С грохотом подлетел поезд, выкрашенный той же самой голубой краской. Я втиснулся в вагон.
– Осторожно, двери закрываются, – сказал кто-то голосом доброго волшебника, голосом, знакомым с детства и почти родным. – Следующая станция – «Шаболовская».
Первым делом я пробрался к схеме. Шурочка жила на Котельнической, примерно посередине между «Таганской» и «Площадью Ногина». Помню, как на спор мы мерили шагами расстояние от ее двери до станций метро. Как обычно, Шурочка выиграла и этот спор – Таганка оказалась ближе на сто двадцать два шага. Я тогда ставил на «Ногина». Сейчас от него не осталось даже имени – станция называлась «Китай-город».
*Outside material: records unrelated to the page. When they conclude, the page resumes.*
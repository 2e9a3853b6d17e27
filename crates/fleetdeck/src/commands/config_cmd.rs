//! Config command handlers: show, path, init.

use crate::cli::{ConfigCommand, ConfigInitArgs, GlobalOpts, OutputFormat};
use crate::config;
use crate::error::CliError;
use crate::output;

pub fn handle(cmd: &ConfigCommand, global: &GlobalOpts) -> Result<(), CliError> {
    match cmd {
        ConfigCommand::Path => {
            output::print_output(&config::config_path().display().to_string(), global.quiet);
            Ok(())
        }
        ConfigCommand::Show => show(global),
        ConfigCommand::Init(args) => init(args, global),
    }
}

fn show(global: &GlobalOpts) -> Result<(), CliError> {
    let cfg = config::load_config_or_default();

    let rendered = match global.output {
        OutputFormat::Json => output::render_json_pretty(&cfg),
        OutputFormat::JsonCompact => output::render_json_compact(&cfg),
        // TOML is the config's native shape; table and plain both show it.
        OutputFormat::Table | OutputFormat::Plain => toml::to_string_pretty(&cfg)
            .map_err(|e| CliError::Internal(format!("config serialization failed: {e}")))?,
    };
    output::print_output(&rendered, global.quiet);
    Ok(())
}

fn init(args: &ConfigInitArgs, global: &GlobalOpts) -> Result<(), CliError> {
    let path = config::config_path();
    if path.exists() && !global.yes {
        return Err(CliError::Validation {
            field: "config".into(),
            reason: format!(
                "{} already exists — pass --yes to overwrite",
                path.display()
            ),
        });
    }

    // Reject an invalid URL before writing it anywhere.
    args.backend
        .parse::<url::Url>()
        .map_err(|_| CliError::Validation {
            field: "backend".into(),
            reason: format!("invalid URL: {}", args.backend),
        })?;

    let mut cfg = config::Config::default();
    cfg.default_profile = Some(args.name.clone());
    cfg.profiles.insert(
        args.name.clone(),
        config::Profile {
            backend: args.backend.clone(),
            poll_interval_secs: args.poll_interval,
            timeout_secs: global.timeout,
            insecure: global.insecure,
        },
    );

    config::save_config(&cfg)?;
    if !global.quiet {
        println!("Wrote {}", path.display());
    }
    Ok(())
}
Впрочем, не повезло не только малоизвестному Ногину, вполне знаменитые Калинин и Свердлов тоже пострадали. Среди возрожденных старомосковских имен «Охотный ряд», «Мясницкая», «Сущевская» появились и новые: «Рижская» теперь называлась «Герои Балтики», а «Киевская» – «Донецкая». К «Таганской» через дефис прилепили неказистое «Таврическая», придав (с почти мольеровским сарказмом), блатной хулиганистой Таганке привкус чванливого самозванства.
В вагоне было тесно, душно. От ядреной девки, что вдавила меня крепким крупом в железную штангу, разило смесью пота и сладкой пудры. Лица я не видел, от волос странно желтого цвета пахло борщом и подгоревшим салом.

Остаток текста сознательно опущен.